Exercise description
Exactly reproduce the lines from the top of the entries below through the line containing "#[derive(Clone, Debug)]", with both ends included.

◆ ◆ ◆ ◆ ◆

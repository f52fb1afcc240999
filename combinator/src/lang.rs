//! Surface syntax, as written by the user and before any name is resolved.

use std::rc::Rc;

use crate::prelude::*;

/// Letters that name variables, in the order the printer hands them out.
pub const VARIABLE_NAMES: &str = "abcdefghijklmnopqrstuvwxyz";

pub fn is_variable_name(c: char) -> bool {
    c.is_ascii_lowercase()
}

#[derive(PartialEq, Eq, Hash, Clone, derive_more::Display, Debug)]
pub enum Token {
    #[display(fmt = "(")]
    LParen,
    #[display(fmt = ")")]
    RParen,
    #[display(fmt = ".")]
    Dot,
    #[display(fmt = "λ")]
    Lambda,
    #[display(fmt = "{_0}")]
    Letter(char),
    #[display(fmt = "{_0}")]
    Symbol(Identifier),
}

#[derive(Clone, Debug)]
pub enum Term {
    /// `x`
    Letter(char),
    /// `S`, `B₁`, `NotX`
    Symbol(Identifier),
    /// `λxy. t`
    Abstract(Vec<Spanned<char>>, Rc<Spanned<Self>>),
    /// `t t ...`, a single element for a lone term
    Sequence(Vec<Spanned<Self>>),
}

impl std::fmt::Display for Term {
    fn fmt(&self, f: &mut std::fmt::Formatter<'_>) -> std::fmt::Result {
        match self {
            Term::Letter(c) => f.write_fmt(format_args!("{c}")),
            Term::Symbol(name) => f.write_str(name),
            Term::Abstract(params, body) => {
                f.write_str("(λ")?;
                for param in params {
                    f.write_fmt(format_args!("{param}"))?;
                }
                f.write_fmt(format_args!(".{body})"))
            }
            Term::Sequence(terms) if terms.len() == 1 => f.write_fmt(format_args!("{}", terms[0])),
            Term::Sequence(terms) => {
                f.write_str("(")?;
                for (i, term) in terms.iter().enumerate() {
                    if i > 0 {
                        f.write_str(" ")?;
                    }
                    f.write_fmt(format_args!("{term}"))?;
                }
                f.write_str(")")
            }
        }
    }
}
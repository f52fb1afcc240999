use std::collections::HashMap;

use log::trace;
use thiserror::Error;

use crate::{known, lang::VARIABLE_NAMES, term::Term, term::Variable};

#[derive(PartialEq, Eq, Clone, Debug, Error)]
pub enum PrintError {
    #[error("more than {} variables to name", VARIABLE_NAMES.len())]
    TooManyVariables,
}

/// Letters for variables, handed out in order of first request. Lives for one render.
#[derive(Default)]
struct Naming {
    known: HashMap<Variable, char>,
    next: usize,
}
impl Naming {
    fn get(&mut self, var: Variable) -> Result<char, PrintError> {
        if let Some(name) = self.known.get(&var) {
            return Ok(*name);
        }
        let name = VARIABLE_NAMES
            .chars()
            .nth(self.next)
            .ok_or(PrintError::TooManyVariables)?;
        self.next += 1;
        self.known.insert(var, name);
        Ok(name)
    }
}

/// Strips one pair of parentheses if it encloses the whole text.
pub fn remove_braces(s: &str) -> &str {
    let Some(inner) = s.strip_prefix('(').and_then(|s| s.strip_suffix(')')) else {
        return s;
    };
    let mut depth = 0usize;
    for c in inner.chars() {
        match c {
            '(' => depth += 1,
            ')' if depth == 0 => return s,
            ')' => depth -= 1,
            _ => {}
        }
    }
    if depth == 0 {
        inner
    } else {
        s
    }
}

fn fmt_rec(term: &Term, naming: &mut Naming) -> Result<String, PrintError> {
    Ok(match term {
        Term::Empty => "○".to_string(),
        Term::Constant(name) => format!("{name} "),
        Term::Variable(var) => naming.get(*var)?.to_string(),
        Term::Apply(parts) => {
            let mut text = String::from("(");
            for part in parts {
                text.push_str(&fmt_rec(part, naming)?);
            }
            format!("{})", text.trim_end())
        }
        Term::Abstract(params, body) => {
            // parameters are named before the body so letters follow parameter order
            let params = params
                .iter()
                .map(|param| naming.get(*param))
                .collect::<Result<String, _>>()?;
            let body = fmt_rec(body, naming)?;
            let text = format!("λ{params}.{}", remove_braces(body.trim_end()));
            match known::name_of(&text) {
                Some(name) => {
                    trace!("→ {text}");
                    format!("{name} ")
                }
                None => format!("({text})"),
            }
        }
    })
}

/// Renders a term, naming combinators it recognizes.
pub fn render(term: &Term) -> Result<String, PrintError> {
    let text = fmt_rec(term, &mut Naming::default())?;
    Ok(remove_braces(text.trim_end()).to_string())
}
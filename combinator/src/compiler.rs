//! Resolves names in the surface syntax and builds normalized terms.

use std::collections::HashMap;

use rpds::HashTrieMap;

use crate::{
    known, lang, parser,
    prelude::*,
    reduce::Reducer,
    term::{Term, Variable},
};

/// What a letter denotes when no enclosing lambda binds it.
#[derive(PartialEq, Eq, Clone, Copy, Default, Debug)]
pub enum UnboundLetter {
    /// A free variable, shared by every unbound use of the letter in one input.
    #[default]
    Free,
    /// A constant named by the letter.
    Constant,
    /// An error.
    Reject,
}

type Scope = HashTrieMap<char, Variable>;

pub struct Compiler<'r> {
    reducer: &'r mut Reducer,
    unbound: UnboundLetter,
    free: HashMap<char, Variable>,
}

impl<'r> Compiler<'r> {
    pub fn new(reducer: &'r mut Reducer, unbound: UnboundLetter) -> Self {
        Self {
            reducer,
            unbound,
            free: HashMap::new(),
        }
    }

    pub fn compile(&mut self, term: &Spanned<lang::Term>) -> Result<Term> {
        self.compile_in(&Scope::new(), term)
    }

    fn compile_in(&mut self, scope: &Scope, term: &Spanned<lang::Term>) -> Result<Term> {
        match term.value() {
            lang::Term::Letter(c) => self.resolve(scope, *c, term.span()),
            lang::Term::Symbol(name) => match known::expansion(name) {
                Some(text) => self.expand(name, text, term.span()),
                None => Ok(Term::Constant(name.clone())),
            },
            lang::Term::Abstract(params, body) => {
                let mut inner = scope.clone();
                let mut vars = Vec::with_capacity(params.len());
                for param in params {
                    let var = self.reducer.fresh();
                    inner = inner.insert(*param.value(), var);
                    vars.push(var);
                }
                let body = self.compile_in(&inner, body)?;
                self.reducer
                    .abstraction(vars, body)
                    .map_err(|e| Error::custom(term.span(), e))
            }
            lang::Term::Sequence(terms) => {
                let Some((first, rest)) = terms.split_first() else {
                    return Ok(Term::Empty);
                };
                let first = self.compile_in(scope, first)?;
                rest.iter().try_fold(first, |applied, arg| {
                    let arg = self.compile_in(scope, arg)?;
                    self.reducer
                        .apply(vec![applied, arg])
                        .map_err(|e| Error::custom(term.span(), e))
                })
            }
        }
    }

    fn resolve(&mut self, scope: &Scope, c: char, span: Span) -> Result<Term> {
        if let Some(var) = scope.get(&c) {
            return Ok(Term::Variable(*var));
        }
        match self.unbound {
            UnboundLetter::Free => {
                let reducer = &mut self.reducer;
                let var = *self.free.entry(c).or_insert_with(|| reducer.fresh());
                Ok(Term::Variable(var))
            }
            UnboundLetter::Constant => Ok(Term::constant(&c.to_string())),
            UnboundLetter::Reject => Err(Error::custom(span, format!("unknown variable {c}"))),
        }
    }

    /// Builds a fresh copy of a known combinator from its text.
    fn expand(&mut self, name: &str, text: &str, span: Span) -> Result<Term> {
        let surface = parser::parse(text)
            .map_err(|_| Error::custom(span.clone(), format!("cannot expand combinator {name}")))?;
        self.compile_in(&Scope::new(), &surface)
            .map_err(|e| Error::custom(span, format!("{name}: {}", describe(&e))))
    }
}

#[cfg(test)]
mod test {
    use super::*;

    fn compile(input: &str, unbound: UnboundLetter) -> Result<Term> {
        let surface = parser::parse(input).map_err(|mut es| es.remove(0))?;
        let mut reducer = Reducer::default();
        Compiler::new(&mut reducer, unbound).compile(&surface)
    }

    #[test]
    fn test_expand() {
        assert_eq!(compile("K", UnboundLetter::Free).unwrap().to_string(), "K");
        assert_eq!(
            compile("NotX", UnboundLetter::Free).unwrap(),
            Term::constant("NotX")
        );
        // the expansion is an abstraction, so it reduces right away
        assert_eq!(
            compile("K NotX", UnboundLetter::Free).unwrap().to_string(),
            "λa.NotX"
        );
    }

    #[test]
    fn test_unbound_letters() {
        let term = compile("f f", UnboundLetter::Free).unwrap();
        match &term {
            Term::Apply(parts) => assert_eq!(parts[0], parts[1]),
            other => panic!("expected an application, got {}", other.raw()),
        }
        // a binder shadows the free letter
        assert_eq!(
            compile("f (λf.f f)", UnboundLetter::Free).unwrap().to_string(),
            "a(λb.bb)"
        );
        assert_eq!(
            compile("f g", UnboundLetter::Constant).unwrap(),
            Term::Apply(vec![Term::constant("f"), Term::constant("g")])
        );
        assert_eq!(
            compile("λx.x", UnboundLetter::Reject).unwrap().to_string(),
            "I"
        );
        let error = compile("λx.y", UnboundLetter::Reject).unwrap_err();
        assert_eq!(describe(&error), "unknown variable y");
        assert_eq!(error.span(), 3..4);
    }

    #[test]
    fn test_empty_parameters() {
        let error = compile("a (λ.a)", UnboundLetter::Free).unwrap_err();
        assert_eq!(describe(&error), "lambda parameter list cannot be empty");
    }
}
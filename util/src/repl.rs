use rustyline::{error::ReadlineError, Editor};
use thiserror::Error;

#[derive(Error, Debug)]
pub enum Error<E> {
    #[error(transparent)]
    Readline(ReadlineError),
    #[error("Eval failed: {0:?}")]
    EvalError(E),
}

pub trait Repl {
    type Error: std::fmt::Debug;
    const HISTORY: Option<&'static str> = None;
    const PROMPT: &'static str = ">> ";
    const CONTINUATION: &'static str = ".. ";
    fn evaluate(&mut self, input: String) -> Result<(), Self::Error>;
}

/// Reads one logical input. A line ending with `\` continues on the next line.
///
/// Returns `Ok(None)` once the user interrupts or closes the input.
fn read_input<R: Repl>(editor: &mut Editor<()>) -> Result<Option<String>, ReadlineError> {
    let mut input = String::new();
    loop {
        let prompt = if input.is_empty() {
            R::PROMPT
        } else {
            R::CONTINUATION
        };
        match editor.readline(prompt) {
            Ok(mut line) if line.ends_with('\\') => {
                line.pop();
                input.push_str(&line);
                input.push('\n');
            }
            Ok(line) => {
                input.push_str(&line);
                return Ok(Some(input));
            }
            Err(ReadlineError::Interrupted | ReadlineError::Eof) => return Ok(None),
            Err(e) => return Err(e),
        }
    }
}

pub fn start_repl<R: Repl>(mut repl: R) -> Result<(), Error<R::Error>> {
    let mut editor = Editor::<()>::new();
    if let Some(history) = R::HISTORY {
        editor.load_history(history).ok();
    }
    while let Some(input) = read_input::<R>(&mut editor).map_err(Error::Readline)? {
        if input.trim().is_empty() {
            continue;
        }
        editor.add_history_entry(input.as_str());
        repl.evaluate(input).map_err(Error::EvalError)?;
        if let Some(history) = R::HISTORY {
            editor.save_history(history).map_err(Error::Readline)?;
        }
    }
    println!("Bye!");
    Ok(())
}
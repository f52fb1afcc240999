//! Normalizing constructors: building an application beta-reduces its head,
//! building an abstraction eta-contracts it.

use std::rc::Rc;

use log::trace;
use thiserror::Error;

use crate::term::{Term, VarAllocator, Variable};

pub const DEFAULT_MAX_STEPS: usize = 256;

#[derive(PartialEq, Eq, Clone, Debug, Error)]
pub enum ReduceError {
    #[error("lambda parameter list cannot be empty")]
    EmptyParameters,
    #[error("no normal form reached within {0} beta steps")]
    StepLimit(usize),
}
pub type Result<T, E = ReduceError> = std::result::Result<T, E>;

#[derive(Debug)]
pub struct Reducer {
    vars: VarAllocator,
    max_steps: usize,
    steps: usize,
}

impl Default for Reducer {
    fn default() -> Self {
        Self::new(DEFAULT_MAX_STEPS)
    }
}

impl Reducer {
    pub fn new(max_steps: usize) -> Self {
        Self {
            vars: VarAllocator::default(),
            max_steps,
            steps: 0,
        }
    }

    pub fn fresh(&mut self) -> Variable {
        self.vars.fresh()
    }

    /// Starts a new budget of beta steps. Variables stay unique across budgets.
    pub fn reset_budget(&mut self) {
        self.steps = 0;
    }

    fn spend_step(&mut self) -> Result<()> {
        self.steps += 1;
        if self.steps > self.max_steps {
            return Err(ReduceError::StepLimit(self.max_steps));
        }
        Ok(())
    }

    /// Replaces every free occurrence of `var` in `term` by its own copy of `replacement`.
    pub fn substitute(&mut self, term: &Term, var: Variable, replacement: &Term) -> Result<Term> {
        if !term.is_free(var) {
            return Ok(term.clone());
        }
        match term {
            Term::Variable(_) => Ok(replacement.duplicate(&mut self.vars)),
            Term::Apply(parts) => {
                let parts = parts
                    .iter()
                    .map(|part| self.substitute(part, var, replacement))
                    .collect::<Result<Vec<_>>>()?;
                self.apply(parts)
            }
            Term::Abstract(params, body) => {
                let body = self.substitute(body, var, replacement)?;
                self.abstraction(params.clone(), body)
            }
            Term::Empty | Term::Constant(_) => unreachable!("nothing is free in {}", term.raw()),
        }
    }

    /// Applies `parts[0]` to the remaining parts, reducing while the head is an abstraction.
    ///
    /// A single part is returned as is, no parts at all give [`Term::Empty`].
    pub fn apply(&mut self, parts: Vec<Term>) -> Result<Term> {
        if !log::log_enabled!(log::Level::Trace) {
            return self.reduce_head(parts);
        }
        let inputs = parts
            .iter()
            .map(|part| part.raw().to_string())
            .collect::<Vec<_>>()
            .join(" ");
        let result = self.reduce_head(parts)?;
        trace!("apply {inputs} -> {}", result.raw());
        Ok(result)
    }

    fn reduce_head(&mut self, mut parts: Vec<Term>) -> Result<Term> {
        loop {
            if parts.len() < 2 {
                return Ok(parts.pop().unwrap_or(Term::Empty));
            }
            if let Term::Apply(_) = &parts[0] {
                if let Term::Apply(mut head) = parts.remove(0) {
                    head.append(&mut parts);
                    parts = head;
                }
                continue;
            }
            let Term::Abstract(params, body) = &parts[0] else {
                return Ok(Term::Apply(parts));
            };
            let Some((param, rest)) = params.split_first() else {
                return Err(ReduceError::EmptyParameters);
            };
            self.spend_step()?;
            let reduced = self.substitute(body, *param, &parts[1])?;
            let head = if rest.is_empty() {
                reduced
            } else {
                self.abstraction(rest.to_vec(), reduced)?
            };
            parts.splice(0..2, std::iter::once(head));
        }
    }

    /// Builds `λparams. body`, merging a nested abstraction in `body`
    /// and contracting `λx1...xn. f x1 ... xn` to `f`.
    pub fn abstraction(&mut self, mut params: Vec<Variable>, body: Term) -> Result<Term> {
        if params.is_empty() {
            return Err(ReduceError::EmptyParameters);
        }
        let body = match body {
            Term::Abstract(inner, body) => {
                params.extend(inner);
                body
            }
            body => Rc::new(body),
        };
        if let Term::Apply(parts) = body.as_ref() {
            if let Some(head) = eta_head(&params, parts) {
                return Ok(head.clone());
            }
        }
        Ok(Term::Abstract(params, body))
    }
}

fn eta_head<'t>(params: &[Variable], parts: &'t [Term]) -> Option<&'t Term> {
    let (head, args) = parts.split_first()?;
    let trailing = args.len() == params.len()
        && args
            .iter()
            .zip(params)
            .all(|(arg, param)| matches!(arg, Term::Variable(v) if v == param));
    (trailing && !params.iter().any(|param| head.is_free(*param))).then_some(head)
}
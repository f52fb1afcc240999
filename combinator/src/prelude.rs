use std::rc::Rc;

pub type Identifier = Rc<String>;

/// Character offsets into the parsed input.
pub type Span = std::ops::Range<usize>;

#[derive(derive_more::AsRef, Clone, derive_more::Display, Debug)]
#[display(bound = "T: std::fmt::Display")]
#[display(fmt = "{value}")]
pub struct Spanned<T> {
    pub span: Span,
    #[as_ref]
    pub value: T,
}
impl<T> Spanned<T> {
    pub fn new(value: T, span: Span) -> Self {
        Self { span, value }
    }
    pub fn forget_span(self) -> T {
        self.value
    }
    pub fn value(&self) -> &T {
        &self.value
    }
    pub fn span(&self) -> Span {
        self.span.clone()
    }
}

pub use chumsky::error::Error as _;
pub type Error<I = String> = chumsky::error::Simple<I, Span>;
pub type Result<T, E = Error> = std::result::Result<T, E>;

/// One-line description of a parse error, for places where no source report is printed.
pub fn describe(e: &Error) -> String {
    use chumsky::error::SimpleReason;
    let found = e.found().map(String::as_str).unwrap_or("end of the input");
    match e.reason() {
        SimpleReason::Unexpected => {
            let expected = e
                .expected()
                .map(|t| t.as_ref().map(String::as_str).unwrap_or("end of the input"))
                .collect::<Vec<_>>()
                .join(", ");
            if expected.is_empty() {
                format!("unexpected {found} at {:?}", e.span())
            } else {
                format!("unexpected {found} at {:?}, expected {expected}", e.span())
            }
        }
        SimpleReason::Unclosed { delimiter, .. } => {
            format!("unclosed delimiter {delimiter}, found {found}")
        }
        SimpleReason::Custom(msg) => msg.clone(),
    }
}
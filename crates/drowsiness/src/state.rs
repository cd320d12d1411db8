//! Transient episode state (tracked over time)

/// Eye closure episode state
#[derive(Debug, Clone, Default)]
pub struct EyeClosureState {
    /// Both eyes currently below the closure threshold
    pub is_closed: bool,

    /// Frames the closure has lasted
    pub consecutive_frames: u32,

    /// Closure onset timestamp (ms)
    pub start_time_ms: Option<u64>,

    /// Continuous closure duration (seconds)
    pub duration_secs: f32,
}

impl EyeClosureState {
    /// Seconds elapsed since the episode started
    pub fn elapsed_secs(&self, timestamp_ms: u64) -> f32 {
        match self.start_time_ms {
            Some(start) => timestamp_ms.saturating_sub(start) as f32 / 1000.0,
            None => 0.0,
        }
    }

    /// Zero the episode
    pub fn reset(&mut self) {
        *self = Self::default();
    }
}

/// Yawn episode state
#[derive(Debug, Clone, Default)]
pub struct YawnState {
    /// A confirmed yawn is in progress
    pub in_progress: bool,

    /// Consecutive frames the mouth ratio has stayed above threshold
    pub frames_above_threshold: u32,

    /// Yawn onset timestamp (ms)
    pub start_time_ms: Option<u64>,

    /// Yawn duration so far (seconds)
    pub duration_secs: f32,
}

impl YawnState {
    /// Seconds elapsed since the episode started
    pub fn elapsed_secs(&self, timestamp_ms: u64) -> f32 {
        match self.start_time_ms {
            Some(start) => timestamp_ms.saturating_sub(start) as f32 / 1000.0,
            None => 0.0,
        }
    }

    /// Zero the episode
    pub fn reset(&mut self) {
        *self = Self::default();
    }
}
//! Drowsiness Monitor - Replay Entry Point
//!
//! Stands in for the camera/UI glue: replays recorded landmark frames
//! through the signal processor and the alert policy.

mod replay;

use std::path::PathBuf;

use anyhow::{Context, Result};
use tracing::{info, warn, Level};
use tracing_subscriber::FmtSubscriber;

use alerting::{AlertConfig, AlertPolicy};
use drowsiness::{DetectorConfig, DrowsinessProcessor};

#[tokio::main]
async fn main() -> Result<()> {
    init_logging();

    info!("=== Drowsiness Monitor v{} ===", env!("CARGO_PKG_VERSION"));

    let path = std::env::args()
        .nth(1)
        .map(PathBuf::from)
        .context("usage: drowsiness-monitor <frames.jsonl>")?;

    let frames = replay::load_frames(&path)
        .with_context(|| format!("failed to load frames from {}", path.display()))?;
    info!("Loaded {} frames from {}", frames.len(), path.display());

    let mut processor = DrowsinessProcessor::new(DetectorConfig::default());
    let mut policy = AlertPolicy::new(AlertConfig::default());

    // Drain events on a separate task, the way an alert sound trigger would
    let mut events = processor.subscribe();
    let consumer = tokio::spawn(async move {
        while let Some(event) = events.recv().await {
            info!("Event: {:?}", event);
        }
    });

    let mut last = None;
    for frame in &frames {
        let result = processor.process(frame)?;
        if let Some(alert) = policy.evaluate(&result, frame.timestamp_ms) {
            warn!(
                "{:?} alert after {:.1} s ({:?})",
                alert.kind, alert.duration_secs, alert.severity
            );
        }
        last = Some(result);
    }

    // Close the event channel so the consumer drains and exits
    drop(processor);
    consumer.await?;

    if let Some(result) = last {
        info!(
            "Replay finished: {} blinks, {} yawns",
            result.blink_count, result.yawn_count
        );
    }

    Ok(())
}

fn init_logging() {
    let subscriber = FmtSubscriber::builder()
        .with_max_level(Level::INFO)
        .with_target(true)
        .finish();

    tracing::subscriber::set_global_default(subscriber)
        .expect("Failed to set tracing subscriber");
}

◆ ◆ ◆ ◆ ◆

Final answer
repository f52fb1afcc240999
filename combinator/src/lang.rs
//! Surface syntax, as written by the user and before any name is resolved.

use std::rc::Rc;

use crate::prelude::*;

/// Letters that name variables, in the order the printer hands them out.
pub const VARIABLE_NAMES: &str = "abcdefghijklmnopqrstuvwxyz";

pub fn is_variable_name(c: char) -> bool {
    c.is_ascii_lowercase()
}

#[derive(PartialEq, Eq, Hash, Clone, derive_more::Display, Debug)]
pub enum Token {
    #[display(fmt = "(")]
    LParen,
    #[display(fmt = ")")]
    RParen,
    #[display(fmt = ".")]
    Dot,
    #[display(fmt = "λ")]
    Lambda,
    #[display(fmt = "{_0}")]
    Letter(char),
    #[display(fmt = "{_0}")]
    Symbol(Identifier),
}

#[derive(Clone, Debug)]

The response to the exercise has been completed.